How did the SEC conduct administrative proceedings before Jarkesy?
The SEC was founded in 1934 to regulate securities markets and protect the investing public. The Administrative Procedures Act of 1946 (APA) granted the SEC the authority to appoint and employ ALJs to conduct hearings and act as factfinders and arbiters of the law (5 U.S.C. § 3105).
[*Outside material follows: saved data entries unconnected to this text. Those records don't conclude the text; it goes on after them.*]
//! Format vocabulary
//!
//! The sub-block openers and the recognized definition types are tied to one
//! game's data format, so they are plain data: embedded defaults that a
//! configuration file can replace.

use crate::error::BlockError;
use once_cell::sync::Lazy;
use serde::{Deserialize, Serialize};
use std::collections::BTreeSet;

/// Single-word lines that open a sub-block
const DEFAULT_OPENERS: &[&str] = &[
    "ArmorSet",
    "WeaponSet",
    "Prerequisites",
    "UnitSpecificSounds",
    "UnitSpecificFX",
    "Turret",
    "AltTurret",
    "Nugget",
    "AnimationState",
    "IdleAnimationState",
    "ParticleSystem",
    "Sound",
    "ViewShake",
    "LightPulse",
    "TerrainScorch",
    "Tracer",
    "FXListAtBonePos",
    "CreateObject",
    "CreateDebris",
    "DeliverPayload",
    "FireWeapon",
];

/// Block types that define a named entity other definitions can reference
const DEFAULT_DEFINITION_TYPES: &[&str] = &[
    "Object",
    "ObjectReskin",
    "ChildObject",
    "Weapon",
    "Armor",
    "FXList",
    "ParticleSystem",
    "Locomotor",
    "CommandSet",
    "CommandButton",
    "Upgrade",
    "SpecialPower",
    "Science",
    "ObjectCreationList",
    "AudioEvent",
    "MappedImage",
    "DamageFX",
    "CrateData",
];

static DEFAULT_VOCABULARY: Lazy<ParserVocabulary> = Lazy::new(|| ParserVocabulary {
    openers: to_set(DEFAULT_OPENERS),
    definition_types: to_set(DEFAULT_DEFINITION_TYPES),
});

fn to_set(words: &[&str]) -> BTreeSet<String> {
    words.iter().map(|w| (*w).to_string()).collect()
}

/// Vocabulary consulted by the parser and the target indexer
#[derive(Debug, Clone, PartialEq, Eq, Serialize, Deserialize)]
#[serde(default)]
pub struct ParserVocabulary {
    /// Whole-line single words that open a sub-block
    pub openers: BTreeSet<String>,

    /// Recognized top-level definition types
    pub definition_types: BTreeSet<String>,
}

impl Default for ParserVocabulary {
    fn default() -> Self {
        DEFAULT_VOCABULARY.clone()
    }
}

impl ParserVocabulary {
    /// Vocabulary with no openers and no definition types
    #[must_use]
    pub fn empty() -> Self {
        Self {
            openers: BTreeSet::new(),
            definition_types: BTreeSet::new(),
        }
    }

    /// Add a single-word opener
    #[must_use]
    pub fn with_opener(mut self, word: impl Into<String>) -> Self {
        self.openers.insert(word.into());
        self
    }

    /// Add a definition type
    #[must_use]
    pub fn with_definition_type(mut self, block_type: impl Into<String>) -> Self {
        self.definition_types.insert(block_type.into());
        self
    }

    #[inline]
    #[must_use]
    pub fn is_opener(&self, word: &str) -> bool {
        self.openers.contains(word)
    }

    #[inline]
    #[must_use]
    pub fn is_definition_type(&self, block_type: &str) -> bool {
        self.definition_types.contains(block_type)
    }

    /// Reject entries the line grammar could never match
    ///
    /// # Errors
    /// Returns [`BlockError::InvalidVocabulary`] for empty words or words
    /// containing whitespace or `=`.
    pub fn validate(&self) -> Result<(), BlockError> {
        let all = self.openers.iter().chain(&self.definition_types);

        for word in all {
            if word.is_empty() || word.contains(char::is_whitespace) || word.contains('=') {
                return Err(BlockError::InvalidVocabulary(word.clone()));
            }
        }
        Ok(())
    }
}
//! Unitport Merge Engine
//!
//! Field-level merge of two versions of the same definition block, and of two
//! definition files block by block.
//!
//! # Example
//!
//! ```rust
//! use unitport_block::Block;
//! use unitport_merge::{FieldStatus, MergeEngine, MergeStrategy};
//!
//! let incoming = Block::new("Object", "Tank").with_field("BuildCost", "1000");
//! let existing = Block::new("Object", "Tank").with_field("BuildCost", "800");
//!
//! let merged = MergeEngine::default().merge(&existing, &incoming, MergeStrategy::Smart);
//! assert_eq!(merged.block.first_value("BuildCost"), Some("800"));
//! assert_eq!(merged.report.count(FieldStatus::Modified), 1);
//! ```

#![warn(missing_docs)]
#![warn(unreachable_pub)]

pub mod engine;
pub mod error;
pub mod files;
pub mod policy;
pub mod strategy;

// Re-exports
pub use engine::{FieldMerge, FieldStatus, MergeEngine, MergeReport, MergedBlock, MergedValue, Provenance};
pub use error::MergeError;
pub use files::FileMerge;
pub use policy::{first_number, FieldPolicyTable, NumericPolicy, PolicyRule};
pub use strategy::MergeStrategy;

/// Version of this crate
pub const VERSION: &str = env!("CARGO_PKG_VERSION");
Generally, the SEC has been able to bring its enforcement actions in administrative proceedings or in federal courts. Respondents in administrative proceedings could appeal the ALJ’s determination to the SEC, and only then to a federal court of appeals, which had limited authority to review the SEC’s determination (5 U.S.C. § 706(2)). Until recently, the SEC has also benefitted from Chevron deference, a doctrine dictating court deference to an agency’s interpretation of an ambiguous statute. However, the Supreme Court overruled this doctrine in Loper Bright Enterprises v. Raimondo (143 S. Ct. 2429 (2024); for more information, see Supreme Court Decision Overturning Chevron Deference in the August 2024 issue of Practical Law The Journal).
Counsel practicing SEC enforcement should also be aware of the Supreme Court’s decision overruling a long-standing Chevron deference doctrine (see Loper Bright Enterprises v. Raimondo, 143 S.Ct. 2429 (2024); see also Legal Update, Supreme Court Overrules Chevron Framework for Interpreting Laws Administered by Federal Agencies).
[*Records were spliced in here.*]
//! Reference extraction
//!
//! A field is a reference when its key contains one of a table of substrings;
//! the first matching rule decides the referenced kind. Rules are ordered from
//! most to least specific, so `ProjectileDetonationFX` is an effect, not a
//! projectile.

use crate::node::NodeKind;
use once_cell::sync::Lazy;
use serde::{Deserialize, Serialize};
use std::collections::BTreeSet;
use unitport_block::Block;

/// Key substring mapped to the kind it references
#[derive(Debug, Clone, PartialEq, Eq, Serialize, Deserialize)]
pub struct ReferenceRule {
    /// Substring matched against field keys (case-sensitive)
    pub pattern: String,

    /// Kind of the referenced definition
    pub kind: NodeKind,
}

impl ReferenceRule {
    #[must_use]
    pub fn new(pattern: impl Into<String>, kind: NodeKind) -> Self {
        Self {
            pattern: pattern.into(),
            kind,
        }
    }
}

/// One outgoing reference
#[derive(Debug, Clone, PartialEq, Eq, Hash, Serialize, Deserialize)]
pub struct Reference {
    /// Referenced definition name
    pub name: String,

    /// Kind implied by the field key
    pub kind: NodeKind,

    /// Field key the reference came from
    pub field: String,
}

static DEFAULT_RULES: Lazy<Vec<ReferenceRule>> = Lazy::new(|| {
    use NodeKind::*;
    [
        ("FXList", FxList),
        ("ParticleSystem", ParticleSystem),
        ("OCL", ObjectCreationList),
        ("CreationList", ObjectCreationList),
        ("CommandSet", CommandSet),
        ("CommandButton", CommandButton),
        ("SpecialPower", SpecialPower),
        ("Locomotor", Locomotor),
        ("FX", FxList),
        ("Projectile", Object),
        ("Weapon", Weapon),
        ("Armor", Armor),
        ("Body", Armor),
        ("Upgrade", Upgrade),
        ("Science", Science),
        ("Model", Model),
        ("Draw", Model),
        ("Texture", Texture),
        ("Image", Texture),
        ("Sound", Audio),
        ("Voice", Audio),
    ]
    .into_iter()
    .map(|(pattern, kind)| ReferenceRule::new(pattern, kind))
    .collect()
});

const DEFAULT_IGNORED_TOKENS: &[&str] = &[
    "NONE",
    "PRIMARY",
    "SECONDARY",
    "TERTIARY",
    "YES",
    "NO",
    "TRUE",
    "FALSE",
    "SET_NORMAL",
    "SET_NORMAL_UPGRADED",
    "SET_FREEFALL",
    "SET_WANDER",
    "SET_PANIC",
    "SET_TAXIING",
    "SET_SUPERSONIC",
    "SET_SLUGGISH",
];

const DEFAULT_IGNORED_KEYS: &[&str] = &[
    "ModelConditionFlags",
    "ModelConditionState",
    "WeaponSetFlags",
    "ArmorSetFlags",
];

/// Ordered reference rules plus the tokens and keys that never name a definition
#[derive(Debug, Clone, PartialEq, Eq, Serialize, Deserialize)]
#[serde(default)]
pub struct ReferenceTable {
    /// Rules, first match wins
    pub rules: Vec<ReferenceRule>,

    /// Value tokens skipped when picking the referenced name (case-insensitive)
    pub ignored_tokens: BTreeSet<String>,

    /// Keys that match a rule but never hold references
    pub ignored_keys: BTreeSet<String>,

    /// Also scan fields inside sub-blocks (off: only depth-1 fields)
    pub include_nested: bool,
}

impl Default for ReferenceTable {
    fn default() -> Self {
        Self {
            rules: DEFAULT_RULES.clone(),
            ignored_tokens: DEFAULT_IGNORED_TOKENS.iter().map(|t| (*t).to_string()).collect(),
            ignored_keys: DEFAULT_IGNORED_KEYS.iter().map(|k| (*k).to_string()).collect(),
            include_nested: false,
        }
    }
}

impl ReferenceTable {
    /// Table with only the given rules
    #[must_use]
    pub fn with_rules(rules: Vec<ReferenceRule>) -> Self {
        Self {
            rules,
            ..Self::default()
        }
    }

    /// Kind referenced by a field key
    #[must_use]
    pub fn kind_for_key(&self, key: &str) -> Option<NodeKind> {
        if self.ignored_keys.contains(key) {
            return None;
        }
        self.rules
            .iter()
            .find(|rule| key.contains(rule.pattern.as_str()))
            .map(|rule| rule.kind)
    }

    /// Direct references of a block, deduplicated by name in first-seen order
    #[must_use]
    pub fn extract(&self, block: &Block) -> Vec<Reference> {
        let fields: Box<dyn Iterator<Item = &unitport_block::Field>> = if self.include_nested {
            Box::new(block.all_fields())
        } else {
            Box::new(block.fields.iter())
        };

        let mut seen = BTreeSet::new();
        let mut refs = Vec::new();
        for field in fields {
            let Some(kind) = self.kind_for_key(&field.key) else {
                continue;
            };
            let Some(name) = field.tokens().find(|t| self.is_name_token(t)) else {
                continue;
            };
            if seen.insert(name.to_string()) {
                refs.push(Reference {
                    name: name.to_string(),
                    kind,
                    field: field.key.clone(),
                });
            }
        }
        refs
    }

    fn is_name_token(&self, token: &str) -> bool {
        if self.ignored_tokens.iter().any(|t| t.eq_ignore_ascii_case(token)) {
            return false;
        }
        let numeric = token.trim_end_matches('%').parse::<f64>().is_ok();
        !numeric && !token.contains(':')
    }
}
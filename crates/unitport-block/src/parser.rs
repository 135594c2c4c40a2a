//! Line-oriented block parser
//!
//! Grammar, one line at a time:
//! - blank lines and lines starting with `;` or `//` are ignored
//! - at depth 0, `Word Token` (capitalized first word, no `=`) opens a block
//! - `End` (any case) closes the innermost open block
//! - `Key = Value` at depth 1 is a field; deeper ones are kept as nested fields
//! - sub-blocks open on a single vocabulary word, or a capitalized `Word Word`
//!   line without `=`
//!
//! The parser never fails. Unbalanced input is reported through [`ParseIssue`]s
//! and the blocks are still returned with best-effort boundaries.

use crate::block::{Block, Field, SourceLine};
use crate::vocabulary::ParserVocabulary;
use serde::{Deserialize, Serialize};
use std::fmt::{self, Display, Formatter};

/// Kind of structural problem
#[derive(Debug, Clone, Copy, PartialEq, Eq, Hash, Serialize, Deserialize)]
pub enum IssueKind {
    /// Input ended while a block was still open
    MissingEnd,

    /// `End` seen with no open block
    ExtraEnd,
}

impl IssueKind {
    /// Stable issue code
    #[must_use]
    pub fn code(self) -> &'static str {
        match self {
            Self::MissingEnd => "MISSING_END",
            Self::ExtraEnd => "EXTRA_END",
        }
    }
}

/// Non-fatal structural issue
#[derive(Debug, Clone, PartialEq, Eq, Serialize, Deserialize)]
pub struct ParseIssue {
    /// Issue kind
    pub kind: IssueKind,

    /// For `MISSING_END` the unclosed block's header line, otherwise the `End` line
    pub line: usize,

    /// `Type Name` of the affected block, when there is one
    pub block: Option<String>,
}

impl Display for ParseIssue {
    fn fmt(&self, f: &mut Formatter<'_>) -> fmt::Result {
        match &self.block {
            Some(block) => write!(f, "{} at line {} ({block})", self.kind.code(), self.line),
            None => write!(f, "{} at line {}", self.kind.code(), self.line),
        }
    }
}

/// Result of one parse call
#[derive(Debug, Clone, Default, PartialEq, Eq)]
pub struct ParseOutcome {
    /// Top-level blocks in source order
    pub blocks: Vec<Block>,

    /// Structural issues in source order
    pub issues: Vec<ParseIssue>,
}

impl ParseOutcome {
    #[inline]
    #[must_use]
    pub fn has_issues(&self) -> bool {
        !self.issues.is_empty()
    }

    /// Find a block by type and name
    #[must_use]
    pub fn find(&self, block_type: &str, name: &str) -> Option<&Block> {
        self.blocks
            .iter()
            .find(|b| b.block_type == block_type && b.name == name)
    }

    /// Find a block by name regardless of type
    #[must_use]
    pub fn find_by_name(&self, name: &str) -> Option<&Block> {
        self.blocks.iter().find(|b| b.name == name)
    }
}

/// Parser over a [`ParserVocabulary`]
#[derive(Debug, Clone, Default)]
pub struct BlockParser {
    vocabulary: ParserVocabulary,
}

impl BlockParser {
    /// Create parser with vocabulary
    #[inline]
    #[must_use]
    pub fn new(vocabulary: ParserVocabulary) -> Self {
        Self { vocabulary }
    }

    /// Vocabulary in use
    #[inline]
    #[must_use]
    pub fn vocabulary(&self) -> &ParserVocabulary {
        &self.vocabulary
    }

    /// Parse text into blocks and issues
    #[must_use]
    pub fn parse(&self, text: &str) -> ParseOutcome {
        let mut outcome = ParseOutcome::default();
        let mut current: Option<Block> = None;
        let mut depth = 0usize;
        let mut last_line = 0usize;

        for (idx, raw) in text.lines().enumerate() {
            let number = idx + 1;
            last_line = number;

            if let Some(block) = current.as_mut() {
                block.lines.push(SourceLine {
                    number,
                    text: raw.to_string(),
                });
            }

            let trimmed = raw.trim();
            if trimmed.is_empty() || trimmed.starts_with(';') || trimmed.starts_with("//") {
                continue;
            }
            let content = strip_comment(trimmed);
            if content.is_empty() {
                continue;
            }

            if content.eq_ignore_ascii_case("end") {
                if depth == 0 {
                    outcome.issues.push(ParseIssue {
                        kind: IssueKind::ExtraEnd,
                        line: number,
                        block: None,
                    });
                    continue;
                }
                depth -= 1;
                if depth == 0 {
                    if let Some(mut block) = current.take() {
                        block.end_line = number;
                        outcome.blocks.push(block);
                    }
                }
                continue;
            }

            if depth == 0 {
                if let Some((block_type, name)) = block_header(content) {
                    let mut block = Block::new(block_type, name);
                    block.start_line = number;
                    block.lines.push(SourceLine {
                        number,
                        text: raw.to_string(),
                    });
                    current = Some(block);
                    depth = 1;
                }
                continue;
            }

            let Some(block) = current.as_mut() else {
                continue;
            };

            if let Some((key, value)) = content.split_once('=') {
                let field = Field::new(key.trim(), value.trim(), number);
                if depth == 1 {
                    block.fields.push(field);
                } else {
                    block.nested_fields.push(field);
                }
                continue;
            }

            if self.opens_sub_block(content) {
                block.sub_blocks += 1;
                depth += 1;
            }
        }

        if let Some(mut block) = current.take() {
            tracing::debug!(block = %block, depth, "input ended inside open block");
            outcome.issues.push(ParseIssue {
                kind: IssueKind::MissingEnd,
                line: block.start_line,
                block: Some(block.to_string()),
            });
            block.closed = false;
            block.end_line = last_line;
            outcome.blocks.push(block);
        }

        outcome
    }

    fn opens_sub_block(&self, content: &str) -> bool {
        let mut tokens = content.split_whitespace();
        let Some(first) = tokens.next() else {
            return false;
        };
        match tokens.next() {
            None => self.vocabulary.is_opener(first),
            Some(_) => is_capitalized_word(first),
        }
    }
}

/// Parse with the default vocabulary
#[must_use]
pub fn parse(text: &str) -> ParseOutcome {
    BlockParser::default().parse(text)
}

/// Text before the first `;`, trimmed
fn strip_comment(line: &str) -> &str {
    match line.find(';') {
        Some(pos) => line[..pos].trim_end(),
        None => line,
    }
}

/// `Word Token` header at depth 0
fn block_header(content: &str) -> Option<(&str, &str)> {
    if content.contains('=') {
        return None;
    }
    let mut tokens = content.split_whitespace();
    let block_type = tokens.next()?;
    let name = tokens.next()?;
    is_capitalized_word(block_type).then_some((block_type, name))
}

fn is_capitalized_word(word: &str) -> bool {
    let mut chars = word.chars();
    matches!(chars.next(), Some(c) if c.is_ascii_uppercase())
        && chars.all(|c| c.is_ascii_alphanumeric() || c == '_')
}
Chevron Deference Overruled
The Chevron doctrine was established in 1984, when the Supreme Court held that a federal court could only reverse an administrative agency’s (including the SEC’s) findings of fact where there is substantial evidence supporting such outcome (Chevron, U.S.A., Inc. v. Nat. Res. Defense Council, Inc., 467 U.S. 837 (1984)). Chevron thereby entitled the SEC’s determination of the securities laws to a substantial degree of deference in federal courts. The Loper decision expressly overruled Chevron. Under Loper, federal judges need not afford any deference to an agency’s interpretation of the law.
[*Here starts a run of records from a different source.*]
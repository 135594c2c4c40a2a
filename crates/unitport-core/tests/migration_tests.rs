//! End-to-end migrations between throwaway installations.

use pretty_assertions::assert_eq;
use unitport_conflict::{ConflictKind, Decisions, ResolutionAction};
use unitport_core::{MigrationError, MigrationRequest, Migrator, UnitportConfig};
use unitport_graph::{NoopSink, ProgressEvent, RecordingSink};
use unitport_merge::MergeStrategy;
use unitport_test_utils::{Installation, TANK_PATH, WEAPON_PATH};
use unitport_transfer::MigrationState;

#[tokio::test]
async fn analysis_of_a_clean_target_finds_the_whole_closure() {
    let source = Installation::tank_source();
    let target = Installation::new();

    let analysis = Migrator::default()
        .analyze(source.root(), "Tank", target.root(), &NoopSink)
        .await
        .unwrap();

    assert_eq!(analysis.graph.len(), 6);
    assert_eq!(analysis.graph.found_count(), 6);
    assert_eq!(analysis.graph.max_depth(), 3);
    assert!(analysis.conflicts.is_clean());
    assert!(analysis.source_issues.is_empty());
    assert!(target.snapshot().is_empty());
}

#[tokio::test]
async fn packed_source_resolves_like_loose_files() {
    let source = Installation::tank_source_packed("TankMod.big");
    let target = Installation::new();

    let analysis = Migrator::default()
        .analyze(source.root(), "Tank", target.root(), &NoopSink)
        .await
        .unwrap();

    assert_eq!(analysis.graph.found_count(), 6);
    let tank = analysis.graph.find_by_name("Tank").unwrap();
    assert!(tank.location.as_ref().unwrap().is_container_entry());
}

#[tokio::test]
async fn migration_copies_the_closure_and_rolls_back_cleanly() {
    let source = Installation::tank_source();
    let target = Installation::new();
    let migrator = Migrator::default();
    let sink = RecordingSink::new();

    let report = migrator
        .migrate(&MigrationRequest::new(source.root(), "Tank", target.root()), &sink)
        .await
        .unwrap();

    assert_eq!(report.state, MigrationState::Succeeded);
    assert_eq!(report.transfer.created, 6);
    assert_eq!(target.snapshot(), source.snapshot());
    assert!(target.temp_artifacts().is_empty());
    assert_eq!(sink.count(|e| matches!(e, ProgressEvent::FileTransferred { .. })), 6);
    assert_eq!(
        sink.count(|e| matches!(e, ProgressEvent::Stage { name } if name == "resolve")),
        1
    );

    let history = migrator.history(target.root()).await.unwrap();
    assert_eq!(history.len(), 1);
    assert_eq!(history[0].id, report.migration_id);

    let outcome = migrator
        .rollback(target.root(), &report.migration_id, &NoopSink)
        .await
        .unwrap();
    assert_eq!(outcome.operations, 6);
    assert!(target.snapshot().is_empty());

    let again = migrator
        .rollback(target.root(), &report.migration_id, &NoopSink)
        .await
        .unwrap_err();
    assert!(again.is_user_error());
}

#[tokio::test]
async fn duplicate_definitions_are_renamed_with_their_references() {
    let source = Installation::tank_source();
    let target = Installation::new().with_file("Data/INI/Base.ini", "Weapon TankGun\n  PrimaryDamage = 5\nEnd\n");

    let report = Migrator::default()
        .migrate(&MigrationRequest::new(source.root(), "Tank", target.root()), &NoopSink)
        .await
        .unwrap();

    assert_eq!(report.conflicts.get(&ConflictKind::Duplicate), Some(&1));
    assert_eq!(report.renames.get("TankGun").map(String::as_str), Some("ZH_TankGun"));
    assert!(target.read(TANK_PATH).contains("Weapon = PRIMARY ZH_TankGun"));
    assert!(target.read(WEAPON_PATH).starts_with("Weapon ZH_TankGun\n"));
    assert_eq!(
        target.read("Data/INI/Base.ini"),
        "Weapon TankGun\n  PrimaryDamage = 5\nEnd\n"
    );
}

#[tokio::test]
async fn overwrite_and_merge_apply_the_smart_numeric_rules() {
    let source = Installation::tank_source();
    let target =
        Installation::new().with_file(TANK_PATH, "Object Tank\n  BuildCost = 1000\n  MaxHealth = 500\nEnd\n");

    let decisions = Decisions::new().with_choice("name:Tank", ResolutionAction::Overwrite);
    let request = MigrationRequest::new(source.root(), "Tank", target.root()).with_decisions(decisions);
    let report = Migrator::default().migrate(&request, &NoopSink).await.unwrap();

    assert_eq!(report.merges.len(), 1);
    assert_eq!(report.transfer.merged, 1);
    let merged = target.read(TANK_PATH);
    assert!(merged.contains("BuildCost = 800"), "{merged}");
    assert!(merged.contains("MaxHealth = 500"), "{merged}");

    // The backup is the pre-migration file.
    let entry = &Migrator::default().history(target.root()).await.unwrap()[0];
    let backup = entry.operations.iter().find_map(|o| o.backup.clone()).unwrap();
    assert_eq!(
        std::fs::read_to_string(target.root().join(backup)).unwrap(),
        "Object Tank\n  BuildCost = 1000\n  MaxHealth = 500\nEnd\n"
    );
}

#[tokio::test]
async fn differently_cased_target_file_is_merged_in_place() {
    let source = Installation::tank_source();
    let original = "Weapon OtherGun\n  PrimaryDamage = 5\nEnd\n";
    let target = Installation::new().with_file("data/ini/weapon.ini", original);

    let migrator = Migrator::default();
    let report = migrator
        .migrate(&MigrationRequest::new(source.root(), "Tank", target.root()), &NoopSink)
        .await
        .unwrap();

    assert_eq!(report.conflicts.get(&ConflictKind::FileOverwrite), Some(&1));
    assert_eq!(report.transfer.merged, 1);
    let merged = target.read("data/ini/weapon.ini");
    assert!(merged.starts_with("Weapon OtherGun\n"), "{merged}");
    assert!(merged.contains("Weapon TankGun"), "{merged}");
    assert!(!target.snapshot().contains_key(WEAPON_PATH));

    migrator
        .rollback(target.root(), &report.migration_id, &NoopSink)
        .await
        .unwrap();
    assert_eq!(target.read("data/ini/weapon.ini"), original);
}

#[tokio::test]
async fn differently_cased_target_file_is_backed_up_on_overwrite() {
    let source = Installation::tank_source();
    let original = "Weapon OtherGun\nEnd\n";
    let target = Installation::new().with_file("data/ini/weapon.ini", original);

    let decisions = Decisions::new().with_choice("file:Data/INI/Weapon.ini", ResolutionAction::Overwrite);
    let request = MigrationRequest::new(source.root(), "Tank", target.root()).with_decisions(decisions);
    let report = Migrator::default().migrate(&request, &NoopSink).await.unwrap();

    assert_eq!(report.transfer.replaced, 1);
    assert!(target.read("data/ini/weapon.ini").starts_with("Weapon TankGun\n"));
    assert!(!target.snapshot().contains_key(WEAPON_PATH));

    let entry = &Migrator::default().history(target.root()).await.unwrap()[0];
    let backup = entry.operations.iter().find_map(|o| o.backup.clone()).unwrap();
    assert_eq!(std::fs::read_to_string(target.root().join(backup)).unwrap(), original);
}

#[tokio::test]
async fn strategy_override_changes_the_merge() {
    let source = Installation::tank_source();
    let target =
        Installation::new().with_file(TANK_PATH, "Object Tank\n  BuildCost = 1000\n  MaxHealth = 500\nEnd\n");

    let request = MigrationRequest::new(source.root(), "Tank", target.root())
        .with_decisions(Decisions::new().with_choice("name:Tank", ResolutionAction::Overwrite))
        .with_strategy(MergeStrategy::SourceWins);
    Migrator::default().migrate(&request, &NoopSink).await.unwrap();

    let merged = target.read(TANK_PATH);
    assert!(merged.contains("BuildCost = 800"), "{merged}");
    assert!(merged.contains("MaxHealth = 300"), "{merged}");
}

#[tokio::test]
async fn unknown_unit_fails_before_touching_the_target() {
    let source = Installation::tank_source();
    let target = Installation::new();

    let err = Migrator::default()
        .migrate(&MigrationRequest::new(source.root(), "Nothing", target.root()), &NoopSink)
        .await
        .unwrap_err();

    assert!(matches!(err, MigrationError::UnitNotFound(ref unit) if unit == "Nothing"));
    assert!(err.destination_intact());
    assert!(!target.path(".unitport").exists());
}

#[tokio::test]
async fn explicit_choice_is_required_for_unsupported_actions() {
    let source = Installation::tank_source();
    let target = Installation::new().with_file("Data/INI/Base.ini", "Weapon TankGun\nEnd\n");

    // Duplicates offer rename, overwrite and skip, not merge.
    let request = MigrationRequest::new(source.root(), "Tank", target.root())
        .with_decisions(Decisions::new().with_choice("name:TankGun", ResolutionAction::Merge));
    let err = Migrator::default().migrate(&request, &NoopSink).await.unwrap_err();

    assert!(err.is_user_error());
    assert!(!target.exists(TANK_PATH));
}

#[tokio::test]
async fn custom_journal_directory_is_used() {
    let source = Installation::tank_source();
    let target = Installation::new();
    let migrator = Migrator::new(UnitportConfig::new().with_journal_dir(".porting"));

    let report = migrator
        .migrate(&MigrationRequest::new(source.root(), "Tank", target.root()), &NoopSink)
        .await
        .unwrap();

    assert!(target
        .path(&format!(".porting/journal/{}.json", report.migration_id))
        .exists());
    let recovery = migrator.recover(target.root(), &NoopSink).await.unwrap();
    assert!(recovery.recovered.is_empty());
}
While the SEC has recognized the courts’ tendency to bypass Chevron and has generally refrained from invoking Chevron deference in its enforcement actions, counsel representing individuals and entities in SEC investigations should keep in mind that Loper may still reduce the SEC’s appetite for litigation. By the same token, counsel should consider whether their clients should be more willing to litigate post-Loper, especially in cases where the SEC seeks to impose exorbitant fines or threatens an enforcement action based on a novel interpretation of a statute.
Before 1990, the SEC generally was required to bring securities fraud claims and seek civil penalties in federal court. The Securities Enforcement Remedies and Penny Stock Reform Act of 1990 authorized the SEC to seek civil monetary penalties in administrative proceedings but only against the entities the SEC regulates (Pub. L. No. 101-429, 104 Stat. 931 (1990)).
In 2010, following the subprime financial crisis, the Dodd-Frank Act broadened the SEC’s powers to bring enforcement actions and seek civil monetary penalties in administrative proceedings also against unregulated entities. (Pub. L. No. 111-203, 124 Stat. 1376 (2010). The SEC has since brought an increasing number of its enforcement actions in administrative proceedings rather than in federal court and has had more success before ALJs than before federal judges and juries.
What is the factual and procedural background of Jarkesy?
In 2013, the SEC commenced an administrative proceeding against George Jarkesy, a hedge fund manager, for securities fraud. The SEC alleged that Jarkesy made false representations to his investors, including misrepresenting the funds’ investment strategies and overvaluing the funds’ holdings.
Jarkesy initially filed a collateral action in district court to enjoin the administrative proceeding as unconstitutional. However, the district court dismissed the action for lack of jurisdiction, holding that he had to exhaust the administrative process before he could petition the court of appeals to review any adverse final decision. (Jarkesy v. SEC, 48 F. Supp. 3d 32, 40 (D.D.C. 2014), aff’d, 803 F.3d 9, 12 (D.C. Cir. 2015).)
After the ALJ found that Jarkesy committed securities fraud and imposed monetary and other penalties, Jarkesy appealed to the SEC, which affirmed the ALJ’s findings and penalties. Jarkesy then reasserted his constitutional objections in an appeal to the US Court of Appeals for the Fifth Circuit, which sided with him on three separate grounds (Jarkesy v. SEC, 34 F.4th 446, 449 (5th Cir. 2022)). The court held that:
- The use of administrative tribunals for enforcement of common law claims violated the respondent’s right to a jury trial under the Seventh Amendment (U.S. Const., Amend. VII).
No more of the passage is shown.